[Opening Dataset records section]

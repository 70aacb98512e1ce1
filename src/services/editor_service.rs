use tracing::{info, warn};
use uuid::Uuid;

use crate::dto::save_dto::SaveTestPayload;
use crate::error::{Error, Result};
use crate::models::answer::Answer;
use crate::models::answer_type::AnswerTypeCatalog;
use crate::models::question::Question;
use crate::models::question_set::{
    QuestionSet, ATTEMPT_LIMIT_MAX, ATTEMPT_LIMIT_MIN, SPLIT_COUNT_MAX, SPLIT_COUNT_MIN,
};
use crate::services::bank_api_service::QuestionBankApi;
use crate::services::reconcile_service::Reconciler;
use crate::services::reorder_service::ReorderEngine;

const PLACEHOLDER_STATEMENT: &str = "New question";
const PLACEHOLDER_ANSWERS: [&str; 2] = ["Answer 1", "Answer 2"];
const PLACEHOLDER_ANSWER: &str = "New answer";

#[derive(Debug, Clone, Copy, PartialEq, Eq)]
pub enum SaveOutcome {
    /// The document matched the last loaded/saved state; the bank was not
    /// contacted.
    Unchanged,
    Saved,
}

/// The single owner of a chapter's in-memory question set.
///
/// All mutations go through the named operations below; external components
/// only read snapshots. Each operation re-establishes the correctness
/// invariants (one marked answer at most on single-selection questions,
/// expansion flags aligned with the question list) before it returns.
pub struct EditorService {
    chapter_id: Uuid,
    document: QuestionSet,
    original: QuestionSet,
    expanded: Vec<bool>,
    catalog: AnswerTypeCatalog,
    dirty: bool,
    saving: bool,
}

impl EditorService {
    pub fn new(chapter_id: Uuid, mut document: QuestionSet, catalog: AnswerTypeCatalog) -> Self {
        // selected_index is not part of the wire format, rebuild it.
        Reconciler::reconcile_all(&mut document, &catalog);
        let expanded = vec![true; document.questions.len()];
        Self {
            chapter_id,
            original: document.clone(),
            document,
            expanded,
            catalog,
            dirty: false,
            saving: false,
        }
    }

    /// Fetch the answer-type catalog and the chapter's question set from the
    /// bank and build an editor over them.
    pub async fn load(api: &dyn QuestionBankApi, chapter_id: Uuid) -> Result<Self> {
        let types = api.load_answer_types().await?;
        let catalog = AnswerTypeCatalog::from_types(types);
        let document = api.load_question_set(chapter_id).await?;
        info!(%chapter_id, questions = document.questions.len(), "question set loaded");
        Ok(Self::new(chapter_id, document, catalog))
    }

    // --- Read access ---

    pub fn chapter_id(&self) -> Uuid {
        self.chapter_id
    }

    pub fn document(&self) -> &QuestionSet {
        &self.document
    }

    pub fn catalog(&self) -> &AnswerTypeCatalog {
        &self.catalog
    }

    pub fn expanded(&self) -> &[bool] {
        &self.expanded
    }

    pub fn is_dirty(&self) -> bool {
        self.dirty
    }

    pub fn is_saving(&self) -> bool {
        self.saving
    }

    // --- Question operations ---

    pub fn add_question(&mut self) {
        let mut question = Question::new(PLACEHOLDER_STATEMENT, self.catalog.default_type_id());
        question.answers = vec![
            Answer::new(PLACEHOLDER_ANSWERS[0], true),
            Answer::new(PLACEHOLDER_ANSWERS[1], false),
        ];
        self.add_question_with(question);
    }

    pub fn add_question_with(&mut self, mut question: Question) {
        let multiple = self.catalog.is_multi_selection(question.answer_type_id);
        Reconciler::reconcile(&mut question, multiple);
        self.document.questions.push(question);
        self.expanded.push(true);
        self.mark_dirty();
    }

    /// Deep-copy the question at `index` and insert the copy right after it.
    /// All ids are reset so the bank treats the copy as new; the copy is
    /// already invariant-consistent, so no reconciliation runs.
    pub fn duplicate_question(&mut self, index: usize) -> Result<()> {
        self.check_question(index)?;
        let copy = self.document.questions[index].duplicated();
        self.document.questions.insert(index + 1, copy);
        let flag = self.expanded[index];
        self.expanded.insert(index + 1, flag);
        self.mark_dirty();
        Ok(())
    }

    pub fn remove_question(&mut self, index: usize) -> Result<()> {
        self.check_question(index)?;
        self.document.questions.remove(index);
        self.expanded.remove(index);
        self.mark_dirty();
        Ok(())
    }

    pub fn set_statement(&mut self, index: usize, statement: impl Into<String>) -> Result<()> {
        self.check_question(index)?;
        self.document.questions[index].statement = statement.into();
        self.mark_dirty();
        Ok(())
    }

    /// Weight as entered in a form field: truncated, floored at zero.
    pub fn set_weight(&mut self, index: usize, raw: f64) -> Result<()> {
        self.check_question(index)?;
        self.document.questions[index].weight = Question::coerce_weight(raw);
        self.mark_dirty();
        Ok(())
    }

    pub fn set_answer_type(&mut self, index: usize, answer_type_id: i64) -> Result<()> {
        self.check_question(index)?;
        let question = &mut self.document.questions[index];
        question.answer_type_id = answer_type_id;
        let multiple = self.catalog.is_multi_selection(answer_type_id);
        Reconciler::reconcile(question, multiple);
        self.mark_dirty();
        Ok(())
    }

    pub fn move_question(&mut self, from: usize, to: usize) -> Result<()> {
        ReorderEngine::move_question(&mut self.document, &mut self.expanded, from, to)
            .inspect_err(|e| warn!(%e, "move_question rejected"))?;
        if from != to {
            self.mark_dirty();
        }
        Ok(())
    }

    // --- Answer operations ---

    /// Append a placeholder answer. On a single-selection question with no
    /// selected answer yet, the new answer becomes the selected one.
    pub fn add_answer(&mut self, question_index: usize) -> Result<()> {
        self.check_question(question_index)?;
        let multiple = self.is_multi(question_index);
        let question = &mut self.document.questions[question_index];

        let mut answer = Answer::new(PLACEHOLDER_ANSWER, false);
        if !multiple && question.selected_index.is_none() {
            answer.is_correct = true;
            question.answers.push(answer);
            question.selected_index = Some(question.answers.len() - 1);
        } else {
            question.answers.push(answer);
        }
        self.mark_dirty();
        Ok(())
    }

    /// Copy an answer and insert the copy right after the source. On a
    /// single-selection question the copy is never marked correct, otherwise
    /// duplicating the selected answer would yield two correct answers.
    pub fn duplicate_answer(&mut self, question_index: usize, answer_index: usize) -> Result<()> {
        self.check_answer(question_index, answer_index)?;
        let multiple = self.is_multi(question_index);
        let question = &mut self.document.questions[question_index];

        let mut copy = question.answers[answer_index].clone();
        copy.id = None;
        if !multiple {
            copy.is_correct = false;
        }
        question.answers.insert(answer_index + 1, copy);
        if let Some(selected) = question.selected_index {
            if selected > answer_index {
                question.selected_index = Some(selected + 1);
            }
        }
        self.mark_dirty();
        Ok(())
    }

    pub fn remove_answer(&mut self, question_index: usize, answer_index: usize) -> Result<()> {
        self.check_answer(question_index, answer_index)?;
        let multiple = self.is_multi(question_index);
        let question = &mut self.document.questions[question_index];

        question.answers.remove(answer_index);
        if !multiple {
            question.selected_index = match question.selected_index {
                Some(selected) if selected == answer_index => None,
                Some(selected) if selected > answer_index => Some(selected - 1),
                other => other,
            };
            let selected = question.selected_index;
            for (index, answer) in question.answers.iter_mut().enumerate() {
                answer.is_correct = Some(index) == selected;
            }
        }
        self.mark_dirty();
        Ok(())
    }

    pub fn set_answer_text(
        &mut self,
        question_index: usize,
        answer_index: usize,
        text: impl Into<String>,
    ) -> Result<()> {
        self.check_answer(question_index, answer_index)?;
        self.document.questions[question_index].answers[answer_index].text = text.into();
        self.mark_dirty();
        Ok(())
    }

    /// Single-selection questions: mark one answer correct and unmark all of
    /// its siblings.
    pub fn set_correct_single(&mut self, question_index: usize, answer_index: usize) -> Result<()> {
        self.check_answer(question_index, answer_index)?;
        let question = &mut self.document.questions[question_index];
        for (index, answer) in question.answers.iter_mut().enumerate() {
            answer.is_correct = index == answer_index;
        }
        question.selected_index = Some(answer_index);
        self.mark_dirty();
        Ok(())
    }

    /// Multi-selection questions: flip one flag, siblings untouched.
    pub fn toggle_correct_multi(
        &mut self,
        question_index: usize,
        answer_index: usize,
        value: bool,
    ) -> Result<()> {
        self.check_answer(question_index, answer_index)?;
        self.document.questions[question_index].answers[answer_index].is_correct = value;
        self.mark_dirty();
        Ok(())
    }

    pub fn move_answer(
        &mut self,
        source_question: usize,
        source_answer: usize,
        dest_question: usize,
        dest_answer: usize,
    ) -> Result<()> {
        ReorderEngine::move_answer(
            &mut self.document,
            &self.catalog,
            source_question,
            source_answer,
            dest_question,
            dest_answer,
        )
        .inspect_err(|e| warn!(%e, "move_answer rejected"))?;
        if source_question != dest_question || source_answer != dest_answer {
            self.mark_dirty();
        }
        Ok(())
    }

    // --- Settings ---

    pub fn set_randomize_order(&mut self, value: bool) {
        self.document.settings.randomize_order = value;
        self.mark_dirty();
    }

    pub fn set_reveal_incorrect(&mut self, value: bool) {
        self.document.settings.reveal_incorrect = value;
        self.mark_dirty();
    }

    pub fn set_scored(&mut self, value: bool) {
        self.document.settings.scored = value;
        self.mark_dirty();
    }

    pub fn set_split_count(&mut self, value: i32) {
        self.document.settings.split_count = value.clamp(SPLIT_COUNT_MIN, SPLIT_COUNT_MAX);
        self.mark_dirty();
    }

    pub fn set_attempt_limit(&mut self, value: i32) {
        self.document.settings.attempt_limit = value.clamp(ATTEMPT_LIMIT_MIN, ATTEMPT_LIMIT_MAX);
        self.mark_dirty();
    }

    // --- Presentation state ---

    pub fn toggle_expanded(&mut self, index: usize) -> Result<()> {
        self.check_question(index)?;
        self.expanded[index] = !self.expanded[index];
        Ok(())
    }

    pub fn set_all_expanded(&mut self, value: bool) {
        for flag in &mut self.expanded {
            *flag = value;
        }
    }

    // --- Snapshot / save ---

    /// Discard local edits and rebuild the document from the last
    /// loaded/saved state.
    pub fn reset_to_snapshot(&mut self) {
        let mut document = self.original.clone();
        Reconciler::reconcile_all(&mut document, &self.catalog);
        self.expanded = vec![true; document.questions.len()];
        self.document = document;
        self.dirty = false;
    }

    /// Submit-readiness problems, one message per violated rule: every
    /// question needs a statement, at least two non-blank answers and a
    /// marked-correct answer.
    pub fn readiness_issues(&self) -> Vec<String> {
        let mut issues = Vec::new();
        for (index, question) in self.document.questions.iter().enumerate() {
            let number = index + 1;
            if question.statement.trim().is_empty() {
                issues.push(format!("question {}: statement is empty", number));
            }
            let answerable = question.answers.iter().filter(|a| a.has_text()).count();
            if answerable < 2 {
                issues.push(format!("question {}: needs at least two answers", number));
            }
            if !question.answers.iter().any(|a| a.is_correct) {
                issues.push(format!("question {}: no answer is marked correct", number));
            }
        }
        issues
    }

    /// Persist the current document as a full replace and adopt the bank's
    /// canonical response.
    ///
    /// When nothing changed against the snapshot the bank is not contacted.
    /// When the round trip fails, local edits are preserved unchanged and the
    /// save can simply be retried.
    pub async fn save(&mut self, api: &dyn QuestionBankApi) -> Result<SaveOutcome> {
        if self.saving {
            return Err(Error::SaveInFlight);
        }

        let payload = SaveTestPayload::from_document(&self.document);
        if payload == SaveTestPayload::from_document(&self.original) {
            info!(chapter_id = %self.chapter_id, "no changes to save");
            return Ok(SaveOutcome::Unchanged);
        }

        let issues = self.readiness_issues();
        if !issues.is_empty() {
            return Err(Error::Incomplete(issues.join("; ")));
        }

        self.saving = true;
        let result = api.save_question_set(self.chapter_id, &payload).await;
        self.saving = false;

        let canonical = result?;
        self.adopt(canonical);
        info!(
            chapter_id = %self.chapter_id,
            questions = self.document.questions.len(),
            "question set saved"
        );
        Ok(SaveOutcome::Saved)
    }

    /// Replace the whole document with the bank's canonical state. Not a
    /// merge: the response is the new source of truth.
    fn adopt(&mut self, mut canonical: QuestionSet) {
        Reconciler::reconcile_all(&mut canonical, &self.catalog);
        self.expanded = vec![true; canonical.questions.len()];
        self.original = canonical.clone();
        self.document = canonical;
        self.dirty = false;
    }

    // --- Internals ---

    fn mark_dirty(&mut self) {
        self.dirty = true;
    }

    fn is_multi(&self, question_index: usize) -> bool {
        self.catalog
            .is_multi_selection(self.document.questions[question_index].answer_type_id)
    }

    fn check_question(&self, index: usize) -> Result<()> {
        let len = self.document.questions.len();
        if index >= len {
            warn!(index, len, "question index out of range");
            return Err(Error::out_of_range("question", index, len));
        }
        Ok(())
    }

    fn check_answer(&self, question_index: usize, answer_index: usize) -> Result<()> {
        self.check_question(question_index)?;
        let len = self.document.questions[question_index].answers.len();
        if answer_index >= len {
            warn!(question_index, answer_index, len, "answer index out of range");
            return Err(Error::out_of_range("answer", answer_index, len));
        }
        Ok(())
    }
}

[Closing Dataset records section]

- Task -
Print exactly, and only, the lines beginning at the top of the listing and ending at the line with "use crate::models::answer_type::AnswerTypeCatalog;".

- Task answer -
repository 70aacb98512e1ce1
filename src/services/editor_service.rs
use tracing::{info, warn};
use uuid::Uuid;

use crate::dto::save_dto::SaveTestPayload;
use crate::error::{Error, Result};
use crate::models::answer::Answer;
use crate::models::answer_type::AnswerTypeCatalog;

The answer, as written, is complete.